Закон предусматривает блокировку счетов и карт всех попавших в черный список. В первую очередь эти меры затронут обманом вовлеченных в аферу так называемых дропперов: «Школьники и студенты оформляют свою карту, отдают ее мошенникам, и, соответственно, всё это используется для выведения средств, обналичиваются похищенные деньги», — убеждена глава регулятора Эльвира Набиуллина.
По словам директора департамента информационной безопасности Банка России Вадима Уварова, в базе данных регулятора «уже тысячи таких счетов, и в самое ближайшее время они столкнутся с блокировкой».
Хотя оказаться подозреваемым может и добросовестный гражданин или компания: согласно инструкции, для этого достаточно, чтобы хотя бы один клиент заявил в свой банк, что пытался перевести им средства без собственного волеизъявления. Регулятор заявляет о проведении «дополнительной проверки», но нормативными актами она не предусмотрена. Более того, все требования исходят из «презумпции вины»: кредитным организациям важнее заблокировать случайного получателя, чем пропустить перевод и возмещать возможный ущерб. «Теперь банкам необходимо не только бороться с кражей средств со счетов клиентов, но и, если есть малейшие сомнения в проводимой клиентом операции, применять к ней дополнительные меры защиты», — отмечают в ВТБ.

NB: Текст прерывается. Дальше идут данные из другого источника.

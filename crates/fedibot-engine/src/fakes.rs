// SPDX-FileCopyrightText: 2026 Fedibot Contributors
// SPDX-License-Identifier: MIT OR Apache-2.0

//! Test doubles for the [`SocialApi`] and [`DecisionService`] seams.

use std::collections::{HashMap, VecDeque};
use std::sync::Mutex;

use async_trait::async_trait;
use fedibot_core::{
    AccessToken, AppRegistration, Credentials, FedibotError, NewStatus, Notification, SinceQuery,
    SocialApi, Status,
};

use crate::generator::{ConversationMessage, DecisionService, Evaluation, PlannedAction, TimelineMessage};

/// One recorded side effect against the fake social API.
#[derive(Debug, Clone, PartialEq)]
pub enum Call {
    RegisterApp,
    ObtainToken,
    VerifyCredentials,
    Notifications {
        since_id: Option<String>,
        limit: Option<u32>,
    },
    Timeline {
        since_id: Option<String>,
        limit: Option<u32>,
    },
    StatusFetch(String),
    Post {
        status: String,
        in_reply_to_id: Option<String>,
    },
    Follow(String),
    Favourite(String),
}

#[derive(Default)]
pub struct FakeSocialApi {
    pub notification_pages: Mutex<VecDeque<Vec<Notification>>>,
    pub timeline_pages: Mutex<VecDeque<Vec<Status>>>,
    pub statuses: Mutex<HashMap<String, Status>>,
    pub calls: Mutex<Vec<Call>>,
    /// Posts whose body contains this marker fail with an API error.
    pub fail_post_containing: Mutex<Option<String>>,
}

impl FakeSocialApi {
    pub fn calls(&self) -> Vec<Call> {
        self.calls.lock().unwrap().clone()
    }

    pub fn posts(&self) -> Vec<String> {
        self.calls()
            .into_iter()
            .filter_map(|call| match call {
                Call::Post { status, .. } => Some(status),
                _ => None,
            })
            .collect()
    }

    fn record(&self, call: Call) {
        self.calls.lock().unwrap().push(call);
    }
}

pub fn account(id: &str, acct: &str) -> fedibot_core::Account {
    fedibot_core::Account {
        id: id.to_string(),
        username: acct.split('@').next().unwrap_or(acct).to_string(),
        acct: acct.to_string(),
    }
}

pub fn status(id: &str, acct: &str, content: &str) -> Status {
    Status {
        id: id.to_string(),
        uri: None,
        url: None,
        in_reply_to_id: None,
        in_reply_to_account_id: None,
        account: account(&format!("acct-{acct}"), acct),
        content: content.to_string(),
        mentions: Vec::new(),
        text: None,
        reblog: None,
    }
}

pub fn token() -> AccessToken {
    AccessToken {
        access_token: "tok".into(),
        token_type: "Bearer".into(),
        scope: "read write follow".into(),
        created_at: None,
    }
}

pub fn credentials() -> Credentials {
    Credentials {
        id: "self-id".into(),
        username: "luna".into(),
        acct: "luna".into(),
    }
}

#[async_trait]
impl SocialApi for FakeSocialApi {
    async fn register_app(&self, _redirect_uri: &str) -> Result<AppRegistration, FedibotError> {
        self.record(Call::RegisterApp);
        Ok(AppRegistration {
            client_id: "cid".into(),
            client_secret: "secret".into(),
            id: None,
            name: None,
            redirect_uri: None,
            vapid_key: None,
            website: None,
        })
    }

    fn authorize_url(&self, app: &AppRegistration, redirect_uri: &str) -> String {
        format!(
            "https://fake.example/oauth/authorize?client_id={}&redirect_uri={redirect_uri}",
            app.client_id
        )
    }

    async fn obtain_token(
        &self,
        _app: &AppRegistration,
        _code: &str,
        _redirect_uri: &str,
    ) -> Result<AccessToken, FedibotError> {
        self.record(Call::ObtainToken);
        Ok(AccessToken {
            access_token: "fresh".into(),
            token_type: "Bearer".into(),
            scope: "read write follow".into(),
            created_at: Some(1700000000),
        })
    }

    async fn verify_credentials(&self, _token: &AccessToken) -> Result<Credentials, FedibotError> {
        self.record(Call::VerifyCredentials);
        Ok(credentials())
    }

    async fn notifications(
        &self,
        _token: &AccessToken,
        query: &SinceQuery,
    ) -> Result<Vec<Notification>, FedibotError> {
        self.record(Call::Notifications {
            since_id: query.since_id.clone(),
            limit: query.limit,
        });
        Ok(self
            .notification_pages
            .lock()
            .unwrap()
            .pop_front()
            .unwrap_or_default())
    }

    async fn home_timeline(
        &self,
        _token: &AccessToken,
        query: &SinceQuery,
    ) -> Result<Vec<Status>, FedibotError> {
        self.record(Call::Timeline {
            since_id: query.since_id.clone(),
            limit: query.limit,
        });
        Ok(self
            .timeline_pages
            .lock()
            .unwrap()
            .pop_front()
            .unwrap_or_default())
    }

    async fn status(&self, _token: &AccessToken, id: &str) -> Result<Status, FedibotError> {
        self.record(Call::StatusFetch(id.to_string()));
        self.statuses
            .lock()
            .unwrap()
            .get(id)
            .cloned()
            .ok_or_else(|| FedibotError::Api {
                message: format!("status {id} not found"),
                source: None,
            })
    }

    async fn post_status(
        &self,
        _token: &AccessToken,
        new_status: &NewStatus,
    ) -> Result<Status, FedibotError> {
        if let Some(marker) = self.fail_post_containing.lock().unwrap().as_deref()
            && new_status.status.contains(marker)
        {
            return Err(FedibotError::Api {
                message: "post rejected".into(),
                source: None,
            });
        }
        self.record(Call::Post {
            status: new_status.status.clone(),
            in_reply_to_id: new_status.in_reply_to_id.clone(),
        });
        Ok(status("posted", "luna", &new_status.status))
    }

    async fn follow(&self, _token: &AccessToken, account_id: &str) -> Result<(), FedibotError> {
        self.record(Call::Follow(account_id.to_string()));
        Ok(())
    }

    async fn favourite(&self, _token: &AccessToken, status_id: &str) -> Result<(), FedibotError> {
        self.record(Call::Favourite(status_id.to_string()));
        Ok(())
    }
}

/// Deterministic decision service. Replies and approaches are generated for
/// everything except messages containing `[skip]`, which simulate a
/// generation miss.
#[derive(Default)]
pub struct FakeDecisions {
    pub evaluations: Mutex<Vec<Evaluation>>,
    pub evaluate_requests: Mutex<Vec<Vec<TimelineMessage>>>,
    pub evaluation_fails: bool,
    pub planned: Mutex<Option<PlannedAction>>,
}

#[async_trait]
impl DecisionService for FakeDecisions {
    fn greeting(&self) -> String {
        "thanks for the follow!".into()
    }

    async fn reply(
        &self,
        _own_username: &str,
        history: &[ConversationMessage],
    ) -> Result<Option<String>, FedibotError> {
        let skip = history
            .last()
            .is_some_and(|m| m.message.contains("[skip]"));
        Ok((!skip).then(|| "generated reply".to_string()))
    }

    async fn evaluate_timeline(
        &self,
        messages: &[TimelineMessage],
    ) -> Result<Vec<Evaluation>, FedibotError> {
        self.evaluate_requests
            .lock()
            .unwrap()
            .push(messages.to_vec());
        if self.evaluation_fails {
            return Err(FedibotError::Generation {
                message: "evaluation failed".into(),
                source: None,
            });
        }
        Ok(self.evaluations.lock().unwrap().clone())
    }

    async fn approach(&self, message: &str) -> Result<Option<String>, FedibotError> {
        Ok((!message.contains("[skip]")).then(|| "generated approach".to_string()))
    }

    async fn plan_action(
        &self,
        _now: &str,
        _history: &[fedibot_store::LifeState],
    ) -> Result<Option<PlannedAction>, FedibotError> {
        Ok(self.planned.lock().unwrap().clone())
    }
}
// SPDX-FileCopyrightText: 2026 Fedibot Contributors
// SPDX-License-Identifier: MIT OR Apache-2.0

//! HTML-to-plain-text conversion for status content.
//!
//! Statuses arrive as sanitized HTML. Servers that support it also send a
//! `text` source field; this module is the fallback for the ones that
//! don't. Tags are dropped, block boundaries become newlines, and the
//! handful of entities Mastodon emits are decoded.

use regex::Regex;
use std::sync::OnceLock;

fn tag_re() -> &'static Regex {
    static RE: OnceLock<Regex> = OnceLock::new();
    RE.get_or_init(|| Regex::new(r"<[^>]*>").unwrap())
}

fn break_re() -> &'static Regex {
    static RE: OnceLock<Regex> = OnceLock::new();
    RE.get_or_init(|| Regex::new(r"(?i)<br\s*/?>|</p>").unwrap())
}

/// Strip HTML tags from status content, preserving paragraph breaks.
pub fn strip_html(content: &str) -> String {
    let with_breaks = break_re().replace_all(content, "\n");
    let stripped = tag_re().replace_all(&with_breaks, "");
    decode_entities(stripped.trim_end())
}

fn decode_entities(text: &str) -> String {
    text.replace("&lt;", "<")
        .replace("&gt;", ">")
        .replace("&quot;", "\"")
        .replace("&#39;", "'")
        .replace("&apos;", "'")
        .replace("&amp;", "&")
}

/// Truncate to at most `max_chars` characters, respecting char boundaries.
pub fn truncate_chars(text: &str, max_chars: usize) -> &str {
    match text.char_indices().nth(max_chars) {
        Some((byte_index, _)) => &text[..byte_index],
        None => text,
    }
}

Кроме того, как не урегулирована и процедура исключения из черного списка лиц, доказавших свою добросовестность, или исправившихся дропперов. В пресс-службе регулятора журналисту «НП» пояснили, что соответствующее заявление рассматривается в течение 15 рабочих дней, но по каким критериям чиновники будут оценивать добропорядочность заявителя, неизвестно. Также в Банке России не смогли указать срок хранения записей в черном списке. Это грозит тем, что студент или даже школьник, по наивности ставший дроппером, до конца дней своих не сможет совершать финансовые операции.
Регулятор признает риски, в том числе попадания в базу данных крупных законопослушных компаний, получающих онлайн-платежи. У кредитных организаций уже запросили белые списки клиентов, которые не будут включаться в черный. Но результаты такого анализа, как и содержание самой базы, по сути, засекречены.
Новый закон может привести и к злоупотреблениям — заведомо ложным сообщениям о якобы опасных транзакциях. А приостановление деятельности компании даже на 3 недели, выделенные для рассмотрения заявления об исключении из черного списка, может обернуться миллионными и даже миллиардными убытками. Вопрос же ответственности за случайные или намеренные ошибки не урегулирован. Советник Lidings Дмитрий Кириллов напоминает, что при надлежащем исполнении обязанностей по блокировке перевода и передаче данных об адресате платежа регулятору оператор (банк) не будет нести ответственность за причиненные клиенту убытки.
«В то же время за неисполнение этих требований к кредитной организации могут применить целый спектр мер, вплоть до ограничения деятельности. Также ей может грозить административный штраф до полумиллиона рублей. В свою очередь, если сообщение о проведении несанкционированной операции было заведомо ложным, пострадавший от блокировки может попытаться взыскать с такого заявителя причиненные убытки», — полагает юрист.

Вадим Уваров убежден, что с 25 июля у кредитных организаций появился серьезный стимул более эффективно защищать клиентов от мошенников: «Они будут отвечать собственным рублем и возмещать клиентам деньги, если не приостановили перевод. Мы будем следить, как банки исполняют новый закон».
Но эксперты обращают внимание, что нередко под воздействием социальной инженерии граждане снимают накопления и отдают деньги мошенникам наличными. А значит, все меры по блокировке переводов против этих способов хищения бессильны. Для этого банки должны вести прямой человеческий диалог с клиентом: «Только за прошлый год мы «расколдовали» больше 3 тыс., спасли 3,2 млрд рублей. Человеку нужен человек. Это намного важнее, чем все правила и автоматизированные системы», — заявил на сессии Петербургского международного юридического форума управляющий директор департамента безопасности ПАО «Сбербанк» Никита Кудряшкин.
В ВТБ также убеждены, что полностью искоренить хищения пока не удастся. «Преступники используют различные методы обмана и часто применяют их одновременно. Из-за действующих ограничений по сумме операций и суточному лимиту они ведут жертву от одного канала обслуживания к другому», — пояснили в пресс-службе банка.